The order also had an eight-pointed star with straight rays with a central medallion bearing the letters "SS" surrounded by the Latin words "Praemiando incitat", which is in turn surrounded by a laurel wreath. The star has essentially the same design in both its Polish and Russian forms.

===Polish===
The original Polish badge of the order was a red enameled Maltese cross with white enameled Polish eagles between its arms and with a central medallion bearing an enameled image of Saint Stanislaus in his episcopal vestment surrounded by a gold laurel wreath.
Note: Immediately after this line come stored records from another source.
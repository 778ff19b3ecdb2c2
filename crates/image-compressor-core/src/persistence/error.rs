use std::path::PathBuf;

/// Result type for persistence operations
pub type PersistenceResult<T> = Result<T, PersistenceError>;

/// Persistence-specific errors
#[derive(Debug)]
pub enum PersistenceError {
    /// SQLite errors
    Database(rusqlite::Error),

    /// Path cannot be stored as text
    Path(PathBuf, String),

    /// The storage path is already held by another record
    DuplicatePath(PathBuf),

    /// No record with this id
    NotFound(i64),

    /// Errors during database initialization
    Initialization(String),
}

impl PersistenceError {
    /// Map a SQLite error, turning UNIQUE violations on `filepath` into `DuplicatePath`
    pub(crate) fn from_write(err: rusqlite::Error, path: &std::path::Path) -> Self {
        match &err {
            rusqlite::Error::SqliteFailure(e, _)
                if e.code == rusqlite::ErrorCode::ConstraintViolation
                    && e.extended_code == rusqlite::ffi::SQLITE_CONSTRAINT_UNIQUE =>
            {
                PersistenceError::DuplicatePath(path.to_path_buf())
            }
            _ => PersistenceError::Database(err),
        }
    }
}

impl From<rusqlite::Error> for PersistenceError {
    fn from(err: rusqlite::Error) -> Self {
        PersistenceError::Database(err)
    }
}

impl std::fmt::Display for PersistenceError {
    fn fmt(&self, f: &mut std::fmt::Formatter<'_>) -> std::fmt::Result {
        match self {
            Self::Database(err) => write!(f, "Database error: {}", err),
            Self::Path(path, msg) => write!(f, "Path error for {}: {}", path.display(), msg),
            Self::DuplicatePath(path) => write!(f, "Duplicate storage path: {}", path.display()),
            Self::NotFound(id) => write!(f, "Record not found: {}", id),
            Self::Initialization(msg) => write!(f, "Database initialization error: {}", msg),
        }
    }
}

impl std::error::Error for PersistenceError {
    fn source(&self) -> Option<&(dyn std::error::Error + 'static)> {
        match self {
            Self::Database(err) => Some(err),
            _ => None,
        }
    }
}

// Structural cases keep their meaning in the main Error type
impl From<PersistenceError> for crate::Error {
    fn from(err: PersistenceError) -> Self {
        match err {
            PersistenceError::DuplicatePath(path) => crate::Error::DuplicatePath(path),
            PersistenceError::NotFound(id) => crate::Error::NotFound(id),
            other => crate::Error::Persistence(other),
        }
    }
}
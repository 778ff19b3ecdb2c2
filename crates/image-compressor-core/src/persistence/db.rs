use log::{debug, info};
use rusqlite::{params, Connection, OptionalExtension};
use std::path::{Path, PathBuf};

use super::error::{PersistenceError, PersistenceResult};
use super::models::ImageRecord;

/// SQLite-backed record store for managed images.
///
/// Owns the uniqueness rule on `filepath`; it never touches the files the
/// records point at.
pub struct RecordStore {
    conn: Connection,
    db_path: Option<PathBuf>,
}

impl RecordStore {
    /// Open (or create) the database file and initialize the schema
    pub fn open(db_path: impl AsRef<Path>) -> PersistenceResult<Self> {
        let db_path = db_path.as_ref();

        // Ensure the parent directory exists
        if let Some(parent) = db_path.parent().filter(|p| !p.as_os_str().is_empty()) {
            std::fs::create_dir_all(parent).map_err(|e| {
                PersistenceError::Initialization(format!(
                    "Failed to create database directory {}: {}",
                    parent.display(),
                    e
                ))
            })?;
        }

        let conn = Connection::open(db_path)?;
        let store = Self {
            conn,
            db_path: Some(db_path.to_path_buf()),
        };
        store.init_schema()?;

        info!("Record store initialized at {}", db_path.display());
        Ok(store)
    }

    /// Open a throwaway store that lives only as long as this value
    pub fn open_in_memory() -> PersistenceResult<Self> {
        let store = Self {
            conn: Connection::open_in_memory()?,
            db_path: None,
        };
        store.init_schema()?;
        Ok(store)
    }

    /// Create the images table if needed
    fn init_schema(&self) -> PersistenceResult<()> {
        self.conn
            .execute_batch(
                "CREATE TABLE IF NOT EXISTS images (
                    id INTEGER PRIMARY KEY AUTOINCREMENT,
                    filename TEXT NOT NULL,
                    filepath TEXT NOT NULL UNIQUE
                );",
            )
            .map_err(|e| {
                PersistenceError::Initialization(format!("Failed to create schema: {}", e))
            })
    }

    /// Path of the database file, `None` for in-memory stores
    pub fn path(&self) -> Option<&Path> {
        self.db_path.as_deref()
    }

    /// Insert a new record and return its id
    pub fn add(&self, display_name: &str, storage_path: &Path) -> PersistenceResult<i64> {
        let path_str = path_to_text(storage_path)?;

        self.conn
            .execute(
                "INSERT INTO images (filename, filepath) VALUES (?1, ?2)",
                params![display_name, path_str],
            )
            .map_err(|e| PersistenceError::from_write(e, storage_path))?;

        let id = self.conn.last_insert_rowid();
        debug!("Recorded image {} as id {}", storage_path.display(), id);
        Ok(id)
    }

    /// All records, newest first
    pub fn list_all(&self) -> PersistenceResult<Vec<ImageRecord>> {
        let mut stmt = self
            .conn
            .prepare("SELECT id, filename, filepath FROM images ORDER BY id DESC")?;

        let rows = stmt.query_map([], row_to_record)?;

        let mut records = Vec::new();
        for record in rows {
            records.push(record?);
        }
        Ok(records)
    }

    /// Fetch one record by id
    pub fn get(&self, id: i64) -> PersistenceResult<ImageRecord> {
        self.conn
            .query_row(
                "SELECT id, filename, filepath FROM images WHERE id = ?1",
                params![id],
                row_to_record,
            )
            .optional()?
            .ok_or(PersistenceError::NotFound(id))
    }

    /// Record currently holding this storage path, if any
    pub fn find_by_path(&self, storage_path: &Path) -> PersistenceResult<Option<ImageRecord>> {
        let path_str = path_to_text(storage_path)?;

        let record = self
            .conn
            .query_row(
                "SELECT id, filename, filepath FROM images WHERE filepath = ?1",
                params![path_str],
                row_to_record,
            )
            .optional()?;
        Ok(record)
    }

    /// Number of records
    pub fn count(&self) -> PersistenceResult<usize> {
        let count: i64 = self
            .conn
            .query_row("SELECT COUNT(*) FROM images", [], |row| row.get(0))?;
        Ok(count as usize)
    }

    /// Point an existing record at a new file.
    ///
    /// Other records are not consulted first; a clash is only caught by the
    /// UNIQUE constraint on `filepath`.
    pub fn update_path(&self, id: i64, new_storage_path: &Path) -> PersistenceResult<()> {
        let path_str = path_to_text(new_storage_path)?;

        let changed = self
            .conn
            .execute(
                "UPDATE images SET filepath = ?1 WHERE id = ?2",
                params![path_str, id],
            )
            .map_err(|e| PersistenceError::from_write(e, new_storage_path))?;

        if changed == 0 {
            return Err(PersistenceError::NotFound(id));
        }
        Ok(())
    }

    /// Remove a record. The file it points at is left alone.
    pub fn delete(&self, id: i64) -> PersistenceResult<()> {
        let changed = self
            .conn
            .execute("DELETE FROM images WHERE id = ?1", params![id])?;

        if changed == 0 {
            return Err(PersistenceError::NotFound(id));
        }
        Ok(())
    }
}

impl std::fmt::Debug for RecordStore {
    fn fmt(&self, f: &mut std::fmt::Formatter<'_>) -> std::fmt::Result {
        f.debug_struct("RecordStore")
            .field("db_path", &self.db_path)
            .finish()
    }
}

fn row_to_record(row: &rusqlite::Row<'_>) -> rusqlite::Result<ImageRecord> {
    let path: String = row.get(2)?;
    Ok(ImageRecord {
        id: row.get(0)?,
        display_name: row.get(1)?,
        storage_path: PathBuf::from(path),
    })
}

fn path_to_text(path: &Path) -> PersistenceResult<&str> {
    path.to_str().ok_or_else(|| {
        PersistenceError::Path(path.to_path_buf(), "path is not valid UTF-8".to_string())
    })
}
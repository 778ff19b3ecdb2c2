//! Batch re-encoding of every recorded image.
//!
//! Each record is decoded, converted to the requested bit depth, encoded to
//! `<stem>_compressed.<ext>` in the storage directory, and the record is
//! moved over to the new file. One bad file never stops the batch.

mod convert;
mod encode;
mod options;

pub use convert::convert_bit_depth;
pub use encode::encode;
pub use options::{BitDepth, CompressionOptions, OutputFormat, Quality};

use image::DynamicImage;
use log::{debug, info, warn};
use std::fmt;
use std::path::{Path, PathBuf};

use crate::error::Result;
use crate::persistence::{ImageRecord, RecordStore};
use crate::storage::StorageDir;

/// Marker appended to the stem of every compressed file
pub const COMPRESSED_SUFFIX: &str = "_compressed";

/// Why a single record could not be compressed
#[derive(Debug, Clone, PartialEq, Eq)]
pub enum FailureReason {
    /// The stored file is missing or not a readable image
    DecodeFailed(String),

    /// The converted image could not be encoded or written
    EncodeFailed(String),

    /// The new file was written but the record could not be moved to it
    RecordUpdate(String),
}

impl fmt::Display for FailureReason {
    fn fmt(&self, f: &mut fmt::Formatter<'_>) -> fmt::Result {
        match self {
            Self::DecodeFailed(cause) => write!(f, "decode failed: {}", cause),
            Self::EncodeFailed(cause) => write!(f, "encode failed: {}", cause),
            Self::RecordUpdate(cause) => write!(f, "record update failed: {}", cause),
        }
    }
}

/// A record that was left as it was
#[derive(Debug, Clone, PartialEq, Eq)]
pub struct CompressionFailure {
    pub id: i64,
    pub display_name: String,
    pub reason: FailureReason,
}

/// Summary of a batch that had records to work on
#[derive(Debug, Clone, Default, PartialEq, Eq)]
pub struct CompressionResult {
    /// Records in the snapshot taken at the start of the batch
    pub attempted: usize,
    pub failures: Vec<CompressionFailure>,
}

impl CompressionResult {
    pub fn succeeded(&self) -> usize {
        self.attempted - self.failures.len()
    }
}

/// What `compress_all` did
#[derive(Debug, Clone, PartialEq, Eq)]
pub enum CompressionOutcome {
    /// The store held no records
    NothingToCompress,
    Completed(CompressionResult),
}

impl CompressionOutcome {
    pub fn attempted(&self) -> usize {
        match self {
            Self::NothingToCompress => 0,
            Self::Completed(result) => result.attempted,
        }
    }

    pub fn failures(&self) -> &[CompressionFailure] {
        match self {
            Self::NothingToCompress => &[],
            Self::Completed(result) => &result.failures,
        }
    }
}

/// Re-encodes recorded images and keeps store and directory in step
pub struct Compressor<'a> {
    store: &'a RecordStore,
    storage: &'a StorageDir,
}

impl<'a> Compressor<'a> {
    pub fn new(store: &'a RecordStore, storage: &'a StorageDir) -> Self {
        Self { store, storage }
    }

    /// Compress every record present when the call starts.
    ///
    /// Fails only when the snapshot cannot be read or the storage directory
    /// is unusable; per-record problems are reported in the result.
    pub fn compress_all(&self, options: &CompressionOptions) -> Result<CompressionOutcome> {
        let records = self.store.list_all()?;
        if records.is_empty() {
            info!("No images in the record store to compress");
            return Ok(CompressionOutcome::NothingToCompress);
        }

        self.storage.ensure_ready()?;

        info!(
            "Compressing {} image(s): format={}, bit_depth={}, quality={}",
            records.len(),
            options.format,
            options.bit_depth.bits(),
            options.quality.get()
        );

        let mut result = CompressionResult {
            attempted: records.len(),
            failures: Vec::new(),
        };

        for record in &records {
            if let Err(reason) = self.compress_one(record, options) {
                warn!(
                    "Failed to compress {} (id {}): {}",
                    record.display_name, record.id, reason
                );
                result.failures.push(CompressionFailure {
                    id: record.id,
                    display_name: record.display_name.clone(),
                    reason,
                });
            }
        }

        info!(
            "Compression finished: {} of {} succeeded",
            result.succeeded(),
            result.attempted
        );
        Ok(CompressionOutcome::Completed(result))
    }

    /// Output path for a record under the given options
    pub fn output_path(&self, record: &ImageRecord, format: OutputFormat) -> PathBuf {
        self.compressed_path(record, format, 0)
    }

    fn compressed_path(&self, record: &ImageRecord, format: OutputFormat, n: u64) -> PathBuf {
        let stem = record.display_stem();
        let file_name = if n == 0 {
            format!("{}{}.{}", stem, COMPRESSED_SUFFIX, format.extension())
        } else {
            format!("{}{}_{}.{}", stem, COMPRESSED_SUFFIX, n, format.extension())
        };
        self.storage.path_for(file_name)
    }

    /// Where this record's output goes.
    ///
    /// Starts at [`Compressor::output_path`] and moves on to
    /// `<stem>_compressed_1.<ext>`, `_2`, ... while the name belongs to another
    /// record or to a file no record owns. The record's own path is always
    /// acceptable, so repeated passes stay on the same file.
    fn resolve_output_path(
        &self,
        record: &ImageRecord,
        format: OutputFormat,
    ) -> std::result::Result<PathBuf, FailureReason> {
        let mut n = 0;
        loop {
            let candidate = self.compressed_path(record, format, n);
            if candidate == record.storage_path {
                return Ok(candidate);
            }

            let owner = self
                .store
                .find_by_path(&candidate)
                .map_err(|e| FailureReason::RecordUpdate(e.to_string()))?;
            match owner {
                Some(other) if other.id != record.id => {
                    debug!(
                        "{} belongs to record {}, trying the next name",
                        candidate.display(),
                        other.id
                    );
                }
                _ if candidate.exists() => {
                    debug!("{} exists outside the store, skipping", candidate.display());
                }
                _ => return Ok(candidate),
            }
            n += 1;
        }
    }

    fn compress_one(
        &self,
        record: &ImageRecord,
        options: &CompressionOptions,
    ) -> std::result::Result<(), FailureReason> {
        let img = decode_image(&record.storage_path)?;

        let converted = convert_bit_depth(img, options.bit_depth);
        let bytes = encode(&converted, options).map_err(FailureReason::EncodeFailed)?;

        let output_path = self.resolve_output_path(record, options.format)?;
        self.storage
            .write_replacing(&output_path, &bytes)
            .map_err(|e| {
                FailureReason::EncodeFailed(format!(
                    "Failed to write {}: {}",
                    output_path.display(),
                    e
                ))
            })?;

        debug!(
            "Wrote {} ({} bytes) for record {}",
            output_path.display(),
            bytes.len(),
            record.id
        );

        if output_path != record.storage_path {
            self.storage.remove(&record.storage_path);
            self.store
                .update_path(record.id, &output_path)
                .map_err(|e| FailureReason::RecordUpdate(e.to_string()))?;
        }
        Ok(())
    }
}

/// Decode by content; the extension is only a hint
fn decode_image(path: &Path) -> std::result::Result<DynamicImage, FailureReason> {
    let decode_failed = |e: &dyn fmt::Display| FailureReason::DecodeFailed(e.to_string());

    image::io::Reader::open(path)
        .map_err(|e| decode_failed(&e))?
        .with_guessed_format()
        .map_err(|e| decode_failed(&e))?
        .decode()
        .map_err(|e| decode_failed(&e))
}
In its original Polish form the knights of the Order wore a red, white and silver habit modelled on the traditional dress of a Polish nobleman (i.e., zupan, kontusz, pas kontuszowy and delia).

===Russian===
In the Russian version of the badge, the Polish white eagles were replaced with gold Russian double-headed imperial eagles, their wings partially overlapping the arms of the cross and the central medallion bearing the letters "SS" in red on a white enamel background instead of the original image of the saintly bishop, surrounded by a green enamel laural wreath. There is also a semi-circle of gold rays between each of the points of arms of the Maltese cross.

==Legacy==

Today, there are two main competing claims to the represent the Order of Saint Stanislaus: the Russian Order of Saint Stanislaus (Imperial House of Romanov), awarded by the head of the House of Romanov, and the Polish Order of Polonia Restituta, a governmental order of merit awarded by the President of Poland and considered by some as a type of successor.